In Paris, Gregoire - a 48-year-old former deputy of outgoing Socialist Mayor Anne Hidalgo - beat right-wing ex-minister Rachida Dati, 60.
Former justice and culture minister Dati, a protegee of now-convicted ex-President Nicolas Sarkozy, had hoped to seize Paris for the right and become its second female mayor in a row.
“Paris has decided to stay true to its history,” Gregoire told a cheering crowd.
In Marseille, the leftist incumbent, Benoit Payan, was comfortably re-elected, beating far-right candidate Franck Allisio, according to projections from several pollsters.
‘Reasons to hope’
In the northern port city of Le Havre, declared presidential candidate Edouard Philippe was re-elected, provisional results showed.
Philippe, a centrist former Prime Minister, is seen as one of the strongest opponents to the RN’s potential presidential pick - whether three-time presidential candidate Marine Le Pen, 57, or her 30-year-old lieutenant Jordan Bardella.
“There are reasons to hope,” he told his supporters.
“We, the people of Le Havre, say this to the French today: yes, there are reasons to hope in our creative and ambitious youth, capable of imagining and building a new world that is more respectful of human beings than our own, more mindful of our planet and our future,” he said.
Le Pen’s far-right party had been hoping for wins in southern urban hubs today, but early projections largely quashed those ambitions.
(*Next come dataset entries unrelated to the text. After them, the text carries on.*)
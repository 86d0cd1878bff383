//! Typed job, build and tracked-project records, and the tree nodes built from them.

use chrono::{DateTime, Local, TimeZone, Utc};
use serde::{Deserialize, Serialize};
use std::fmt;

/// Jenkins job kinds the tree distinguishes. Anything else maps to `Unknown`.
#[derive(Debug, Clone, Copy, PartialEq, Eq, Hash, Serialize, Deserialize)]
#[serde(rename_all = "snake_case")]
pub enum JobType {
    Folder,
    Multi,
    Org,
    Pipeline,
    Freestyle,
    Unknown,
}

impl JobType {
    /// Folder-like jobs contain other jobs and are walked when listing.
    pub fn has_children(self) -> bool {
        matches!(self, JobType::Folder | JobType::Multi | JobType::Org)
    }

    pub fn is_pipeline_like(self) -> bool {
        matches!(self, JobType::Multi | JobType::Org | JobType::Pipeline)
    }
}

#[derive(Debug, Clone, PartialEq, Eq, Serialize, Deserialize)]
#[serde(rename_all = "camelCase")]
pub struct Job {
    /// `/`-segmented path, e.g. `team/service/main`. Identity of the job.
    pub full_name: String,
    pub buildable: bool,
    pub description: Option<String>,
    #[serde(rename = "type")]
    pub job_type: JobType,
    pub url: String,
}

#[derive(Debug, Clone, Copy, PartialEq, Eq, Hash, Serialize, Deserialize)]
#[serde(rename_all = "SCREAMING_SNAKE_CASE")]
pub enum BuildResult {
    Success,
    Failure,
    Aborted,
    Unstable,
    NotBuilt,
    #[serde(other)]
    Unknown,
}

impl fmt::Display for BuildResult {
    fn fmt(&self, f: &mut fmt::Formatter<'_>) -> fmt::Result {
        let s = match self {
            BuildResult::Success => "SUCCESS",
            BuildResult::Failure => "FAILURE",
            BuildResult::Aborted => "ABORTED",
            BuildResult::Unstable => "UNSTABLE",
            BuildResult::NotBuilt => "NOT_BUILT",
            BuildResult::Unknown => "UNKNOWN",
        };
        f.write_str(s)
    }
}

#[derive(Debug, Clone, PartialEq, Eq, Serialize, Deserialize)]
#[serde(rename_all = "camelCase")]
pub struct Build {
    pub number: u64,
    pub timestamp: DateTime<Utc>,
    pub building: bool,
    /// Always `None` while `building` is true.
    pub result: Option<BuildResult>,
    pub description: Option<String>,
}

/// Uniqueness key of a tracked project.
#[derive(Debug, Clone, PartialEq, Eq, Hash)]
pub struct ProjectKey {
    pub name: String,
    pub branch: Option<String>,
}

impl ProjectKey {
    pub fn new(name: impl Into<String>, branch: Option<String>) -> Self {
        Self {
            name: name.into(),
            branch,
        }
    }
}

/// A persisted reference to a job, optionally scoped to a branch.
#[derive(Debug, Clone, PartialEq, Eq, Serialize, Deserialize)]
pub struct TrackedProject {
    pub name: String,
    #[serde(default, skip_serializing_if = "Option::is_none")]
    pub branch: Option<String>,
}

impl TrackedProject {
    pub fn new(name: impl Into<String>, branch: Option<&str>) -> Self {
        Self {
            name: name.into(),
            branch: branch.map(str::to_string),
        }
    }

    pub fn key(&self) -> ProjectKey {
        ProjectKey::new(self.name.clone(), self.branch.clone())
    }
}

#[derive(Debug, Clone, PartialEq, Eq)]
pub struct JobNode {
    pub job: Job,
    /// Set when the node comes from a tracked project with a branch.
    pub branch: Option<String>,
}

impl JobNode {
    pub fn new(job: Job) -> Self {
        Self { job, branch: None }
    }

    /// `fullName` with every `/` replaced by `separator`.
    pub fn label(&self, separator: &str) -> String {
        self.job.full_name.replace('/', separator)
    }

    pub fn tooltip(&self, separator: &str) -> String {
        let label = self.label(separator);
        match self.job.description.as_deref() {
            None | Some("") => label,
            Some(desc) => format!("{label} - {desc}"),
        }
    }

    pub fn key(&self) -> ProjectKey {
        ProjectKey::new(self.job.full_name.clone(), self.branch.clone())
    }
}

#[derive(Debug, Clone, PartialEq, Eq)]
pub struct BuildNode {
    pub job: Job,
    pub build: Build,
}

impl BuildNode {
    pub fn label(&self) -> String {
        self.label_in(&Local)
    }

    /// Build number followed by the start time rendered in `tz`.
    pub fn label_in<Tz>(&self, tz: &Tz) -> String
    where
        Tz: TimeZone,
        Tz::Offset: fmt::Display,
    {
        let started = self.build.timestamp.with_timezone(tz);
        format!(
            "{}    {}",
            self.build.number,
            started.format("%m/%d/%Y, %I:%M:%S %p")
        )
    }

    pub fn tooltip(&self) -> String {
        self.tooltip_in(&Local)
    }

    pub fn tooltip_in<Tz>(&self, tz: &Tz) -> String
    where
        Tz: TimeZone,
        Tz::Offset: fmt::Display,
    {
        let label = self.label_in(tz);
        if self.build.building {
            return format!("{label}: BUILDING");
        }
        match self.build.result {
            Some(result) => format!("{label}: {result}"),
            None => format!("{label}: UNKNOWN"),
        }
    }
}

#[derive(Debug, Clone, PartialEq, Eq)]
pub enum TreeNode {
    Job(JobNode),
    Build(BuildNode),
}

impl TreeNode {
    pub fn job(&self) -> &Job {
        match self {
            TreeNode::Job(node) => &node.job,
            TreeNode::Build(node) => &node.job,
        }
    }

    pub fn description(&self) -> Option<&str> {
        match self {
            TreeNode::Job(node) => node.job.description.as_deref(),
            TreeNode::Build(node) => node.build.description.as_deref(),
        }
    }
}

#[cfg(test)]
mod tests {
    use super::*;

    fn job(name: &str) -> Job {
        Job {
            full_name: name.to_string(),
            buildable: true,
            description: None,
            job_type: JobType::Pipeline,
            url: format!("https://ci.example.com/job/{name}/"),
        }
    }

    fn build(number: u64, building: bool, result: Option<BuildResult>) -> Build {
        Build {
            number,
            timestamp: Utc.with_ymd_and_hms(2024, 6, 1, 10, 5, 9).unwrap(),
            building,
            result,
            description: None,
        }
    }

    #[test]
    fn job_label_replaces_every_separator() {
        let node = JobNode::new(job("team/service/main"));
        assert_eq!(node.label(" / "), "team / service / main");
        assert_eq!(node.label("/"), "team/service/main");
    }

    #[test]
    fn job_tooltip_appends_description() {
        let mut j = job("deploy");
        let node = JobNode::new(j.clone());
        assert_eq!(node.tooltip("/"), "deploy");

        j.description = Some(String::new());
        assert_eq!(JobNode::new(j.clone()).tooltip("/"), "deploy");

        j.description = Some("prod rollout".to_string());
        assert_eq!(JobNode::new(j).tooltip("/"), "deploy - prod rollout");
    }

    #[test]
    fn build_label_formats_number_and_time() {
        let node = BuildNode {
            job: job("deploy"),
            build: build(42, false, Some(BuildResult::Success)),
        };
        assert_eq!(node.label_in(&Utc), "42    06/01/2024, 10:05:09 AM");
    }

    #[test]
    fn build_label_uses_twelve_hour_clock() {
        let mut b = build(43, false, None);
        b.timestamp = Utc.with_ymd_and_hms(2024, 6, 1, 15, 30, 0).unwrap();
        let node = BuildNode {
            job: job("deploy"),
            build: b,
        };
        assert_eq!(node.label_in(&Utc), "43    06/01/2024, 03:30:00 PM");

        let mut b = build(44, false, None);
        b.timestamp = Utc.with_ymd_and_hms(2024, 6, 2, 0, 15, 0).unwrap();
        let node = BuildNode {
            job: job("deploy"),
            build: b,
        };
        assert_eq!(node.label_in(&Utc), "44    06/02/2024, 12:15:00 AM");
    }

    #[test]
    fn build_tooltip_reports_building_or_result() {
        let running = BuildNode {
            job: job("deploy"),
            build: build(7, true, None),
        };
        assert!(running.tooltip_in(&Utc).ends_with(": BUILDING"));

        let failed = BuildNode {
            job: job("deploy"),
            build: build(8, false, Some(BuildResult::Failure)),
        };
        assert!(failed.tooltip_in(&Utc).ends_with(": FAILURE"));
    }

    #[test]
    fn tracked_project_key_includes_branch() {
        let a = TrackedProject::new("api", Some("main"));
        let b = TrackedProject::new("api", None);
        assert_ne!(a.key(), b.key());
        assert_eq!(a.key(), ProjectKey::new("api", Some("main".to_string())));
    }

    #[test]
    fn tracked_project_without_branch_omits_field() {
        let json = serde_json::to_string(&TrackedProject::new("api", None)).unwrap();
        assert_eq!(json, r#"{"name":"api"}"#);
        let back: TrackedProject =
            serde_json::from_str(r#"{"name":"api","branch":"dev"}"#).unwrap();
        assert_eq!(back.branch.as_deref(), Some("dev"));
    }

    #[test]
    fn build_result_parses_jenkins_spelling() {
        let r: BuildResult = serde_json::from_str(r#""NOT_BUILT""#).unwrap();
        assert_eq!(r, BuildResult::NotBuilt);
        let r: BuildResult = serde_json::from_str(r#""SOMETHING_NEW""#).unwrap();
        assert_eq!(r, BuildResult::Unknown);
    }

    #[test]
    fn folder_like_types() {
        assert!(JobType::Folder.has_children());
        assert!(JobType::Org.has_children());
        assert!(!JobType::Pipeline.has_children());
        assert!(JobType::Multi.is_pipeline_like());
        assert!(!JobType::Freestyle.is_pipeline_like());
    }
}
A right-wing candidate beat the RN in the naval port city of Toulon, while a far-right candidate lost to a Communist in Nimes, a city of 150,000, pollsters suggested.
The far-right party saw its candidate re-elected a week ago in the southern city of Perpignan of 120,000 inhabitants - the largest in France to be run by the far-right party so far.
Overall turnout was 57% - the country’s lowest in local polls bar the Covid pandemic-affected last edition in 2020.